Paixão, Fidelidade e o “Vira-Casaca”
O psiquiatra Luis Augusto Rohde reflete, do ponto de vista da neurociência, sobre o que motiva um torcedor a não "virar casaca" mesmo quando seu time perde
Confesso! Tenho uma vontade louca de me excluir de inúmeros grupos no WhatsApp, mas, como a maioria dos mortais, morro de medo da repercussão negativa! Entretanto, um deles é sempre inspirador. Reúne os membros do conselho do maior e mais divertido congresso de neurociências aplicada à clínica no país, o conhecido Cérebro, Comportamento e Emoções.
Dia desses, o Professor Valentim Gentil Filho, professor titular de Psiquiatria da USP, lançou um desafio, em tom de brincadeira: Quando a neurociência vai explicar porque torcedor de futebol não “vira-casaca” nos tempos atuais onde se troca tudo: parceiro(a), nome, sexo? Partido político, então, nem se fala! Como aquelas “músicas-chiclete” que a gente não consegue tirar da cabeça, fiquei ruminando a pergunta quase a nível de TOC, dirigindo o carro, entre um paciente e outro, no meio daquela reunião chata…Fui a campo!
A origem do termo “virar casaca”
Primeira descoberta! O termo “virar casaca” não tem nada a ver com futebol nas suas origens. Contam por aí que a expressão possa ter origem num certo rei da Sardenha do século XVIII que para defender suas terras, aliava-se aos franceses ou aos espanhóis, conforme a utilidade, usando alternadamente as cores nacionais desses países em sua casaca de gala.
Primeira frustração! Numa busca exaustiva nos sites médicos e de psicologia nas madrugadas, não encontrei um mísero estudo que descreva, nem mesmo, a frequência do fenômeno em torcedores apaixonados de qualquer esporte. Exploração de potencias razões, nem pensar! Apenas relatos anedóticos na literatura leiga, sempre marcados com a pecha da execração imposta àqueles que ousam tomar essa decisão.
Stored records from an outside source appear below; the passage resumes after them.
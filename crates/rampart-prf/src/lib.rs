// Copyright (c) 2025-2026 Federico Hoerth <memparanoid@gmail.com>
// SPDX-License-Identifier: GPL-3.0-only
// See LICENSE in the repository root for full license text.

//! # rampart_prf
//!
//! Pseudorandom-function capability consumed by Rampart key derivation.
//!
//! A PRF is a keyed hash with a fixed output length (`hLen`). It is
//! constructed from a key into a [`PrfContext`], fed any number of message
//! chunks, and finalized into exactly [`Prf::OUTPUT_LEN`] bytes.
//!
//! ## Traits
//!
//! - [`Prf`]: the keyed primitive (output length, `init`, single-shot `compute`)
//! - [`PrfContext`]: an initialized, streaming computation
//!
//! Concrete HMAC instantiations live in `rampart-hmac`.

#![cfg_attr(not(test), no_std)]
#![warn(missing_docs)]

#[cfg(test)]
mod tests;

mod traits;

pub use traits::{Prf, PrfContext};

/// Largest PRF output (in bytes) supported by stack-allocated scratch buffers.
///
/// Covers every SHA-2 HMAC up to HMAC-SHA512.
pub const MAX_OUTPUT_LEN: usize = 64;
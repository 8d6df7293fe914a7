// Copyright (c) 2025-2026 Federico Hoerth <memparanoid@gmail.com>
// SPDX-License-Identifier: GPL-3.0-only
// See LICENSE in the repository root for full license text.

//! SHA-512 implementation per FIPS 180-4 Section 6.4

use zeroize::{Zeroize, ZeroizeOnDrop};

use crate::block_buffer::BlockBuffer;
use crate::hash::HashFunction;

/// SHA-512 constants K per FIPS 180-4 Section 4.2.3
/// First 64 bits of fractional parts of cube roots of first 80 primes
const K512: [u64; 80] = [
    0x428a2f98d728ae22, 0x7137449123ef65cd, 0xb5c0fbcfec4d3b2f, 0xe9b5dba58189dbbc,
    0x3956c25bf348b538, 0x59f111f1b605d019, 0x923f82a4af194f9b, 0xab1c5ed5da6d8118,
    0xd807aa98a3030242, 0x12835b0145706fbe, 0x243185be4ee4b28c, 0x550c7dc3d5ffb4e2,
    0x72be5d74f27b896f, 0x80deb1fe3b1696b1, 0x9bdc06a725c71235, 0xc19bf174cf692694,
    0xe49b69c19ef14ad2, 0xefbe4786384f25e3, 0x0fc19dc68b8cd5b5, 0x240ca1cc77ac9c65,
    0x2de92c6f592b0275, 0x4a7484aa6ea6e483, 0x5cb0a9dcbd41fbd4, 0x76f988da831153b5,
    0x983e5152ee66dfab, 0xa831c66d2db43210, 0xb00327c898fb213f, 0xbf597fc7beef0ee4,
    0xc6e00bf33da88fc2, 0xd5a79147930aa725, 0x06ca6351e003826f, 0x142929670a0e6e70,
    0x27b70a8546d22ffc, 0x2e1b21385c26c926, 0x4d2c6dfc5ac42aed, 0x53380d139d95b3df,
    0x650a73548baf63de, 0x766a0abb3c77b2a8, 0x81c2c92e47edaee6, 0x92722c851482353b,
    0xa2bfe8a14cf10364, 0xa81a664bbc423001, 0xc24b8b70d0f89791, 0xc76c51a30654be30,
    0xd192e819d6ef5218, 0xd69906245565a910, 0xf40e35855771202a, 0x106aa07032bbd1b8,
    0x19a4c116b8d2d0c8, 0x1e376c085141ab53, 0x2748774cdf8eeb99, 0x34b0bcb5e19b48a8,
    0x391c0cb3c5c95a63, 0x4ed8aa4ae3418acb, 0x5b9cca4f7763e373, 0x682e6ff3d6b2b8a3,
    0x748f82ee5defb2fc, 0x78a5636f43172f60, 0x84c87814a1f0ab72, 0x8cc702081a6439ec,
    0x90befffa23631e28, 0xa4506cebde82bde9, 0xbef9a3f7b2c67915, 0xc67178f2e372532b,
    0xca273eceea26619c, 0xd186b8c721c0c207, 0xeada7dd6cde0eb1e, 0xf57d4f7fee6ed178,
    0x06f067aa72176fba, 0x0a637dc5a2c898a6, 0x113f9804bef90dae, 0x1b710b35131c471b,
    0x28db77f523047d84, 0x32caab7b40c72493, 0x3c9ebe0a15c9bebc, 0x431d67c49c100d4c,
    0x4cc5d4becb3e42b6, 0x597f299cfc657e2a, 0x5fcb6fab3ad6faec, 0x6c44198c4a475817,
];

/// Initial hash value H(0) per FIPS 180-4 Section 5.3.5
const H0: [u64; 8] = [
    0x6a09e667f3bcc908,
    0xbb67ae8584caa73b,
    0x3c6ef372fe94f82b,
    0xa54ff53a5f1d36f1,
    0x510e527fade682d1,
    0x9b05688c2b3e6c1f,
    0x1f83d9abfb41bd6b,
    0x5be0cd19137e2179,
];

const BLOCK_LEN: usize = 128;
const HASH_LEN: usize = 64;

/// SHA-512 streaming state.
pub struct Sha512 {
    h: [u64; 8],
    buffer: BlockBuffer<BLOCK_LEN>,
    total_len: u128,
}

impl Sha512 {
    fn reset(&mut self) {
        self.zeroize();
        self.h = H0;
    }
}

/// Compression function per FIPS 180-4 Section 6.4.2
fn compress(h: &mut [u64; 8], block: &[u8]) {
    let mut w = [0u64; 80];

    for (t, word) in block.chunks_exact(8).enumerate() {
        let mut bytes = [0u8; 8];
        bytes.copy_from_slice(word);
        w[t] = u64::from_be_bytes(bytes);
    }

    for t in 16..80 {
        let s0 = w[t - 15].rotate_right(1) ^ w[t - 15].rotate_right(8) ^ (w[t - 15] >> 7);
        let s1 = w[t - 2].rotate_right(19) ^ w[t - 2].rotate_right(61) ^ (w[t - 2] >> 6);
        w[t] = w[t - 16]
            .wrapping_add(s0)
            .wrapping_add(w[t - 7])
            .wrapping_add(s1);
    }

    let [mut a, mut b, mut c, mut d, mut e, mut f, mut g, mut hh] = *h;

    for (k, wt) in K512.iter().zip(w.iter()) {
        let bsig1 = e.rotate_right(14) ^ e.rotate_right(18) ^ e.rotate_right(41);
        let ch = (e & f) ^ (!e & g);
        let t1 = hh
            .wrapping_add(bsig1)
            .wrapping_add(ch)
            .wrapping_add(*k)
            .wrapping_add(*wt);

        let bsig0 = a.rotate_right(28) ^ a.rotate_right(34) ^ a.rotate_right(39);
        let maj = (a & b) ^ (a & c) ^ (b & c);
        let t2 = bsig0.wrapping_add(maj);

        hh = g;
        g = f;
        f = e;
        e = d.wrapping_add(t1);
        d = c;
        c = b;
        b = a;
        a = t1.wrapping_add(t2);
    }

    for (word, v) in h.iter_mut().zip([a, b, c, d, e, f, g, hh]) {
        *word = word.wrapping_add(v);
    }

    w.zeroize();
}

impl HashFunction for Sha512 {
    const BLOCK_LEN: usize = BLOCK_LEN;
    const OUTPUT_LEN: usize = HASH_LEN;

    fn new() -> Self {
        Self {
            h: H0,
            buffer: BlockBuffer::new(),
            total_len: 0,
        }
    }

    fn update(&mut self, data: &[u8]) {
        self.total_len = self.total_len.wrapping_add(data.len() as u128);
        self.buffer.update(data, |block| compress(&mut self.h, block));
    }

    fn finalize_into(&mut self, out: &mut [u8]) {
        // 128-bit message length in bits
        let bit_len = self.total_len.wrapping_mul(8).to_be_bytes();
        self.buffer
            .finish(&bit_len, |block| compress(&mut self.h, block));

        for (chunk, word) in out[..HASH_LEN].chunks_exact_mut(8).zip(self.h.iter()) {
            chunk.copy_from_slice(&word.to_be_bytes());
        }

        self.reset();
    }
}

impl Zeroize for Sha512 {
    fn zeroize(&mut self) {
        self.h.zeroize();
        self.buffer.zeroize();
        self.total_len.zeroize();
    }
}

impl Drop for Sha512 {
    fn drop(&mut self) {
        self.zeroize();
    }
}

impl ZeroizeOnDrop for Sha512 {}

/// One-shot SHA-512.
pub fn sha512(data: &[u8]) -> [u8; HASH_LEN] {
    let mut state = Sha512::new();
    state.update(data);

    let mut out = [0u8; HASH_LEN];
    state.finalize_into(&mut out);
    out
}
O papel da paixão na relação torcedor-time
Como a discussão só é válida para torcedores apaixonados, já que trocar de time não é uma mancha na honra para os torcedores de ocasião, temos que começar a nossa jornada explorando o que a neurociência nos conta sobre paixão. Um artigo recente no jornal Frontiers in Psychology, escrito pelo sautores que mais estudam a neurociência da paixão, propõe que a mesma nada mais é do que “uma adição natural”!
É como um vício
Eles traçam um interessante paralelo entre as características do estado de paixão e os sintomas da adição. Como em todas as adições, o apaixonado foca-se exclusivamente na pessoa amada (fenômeno conhecido como saliência), lhe deseja desesperadamente (fissura), sente-se inebriado ao vê-la ou pensar nela (euforia), busca interagir mais e mais com ela (tolerância) e, se tudo dá errado, aparecem os conhecido sintomas de abstinência.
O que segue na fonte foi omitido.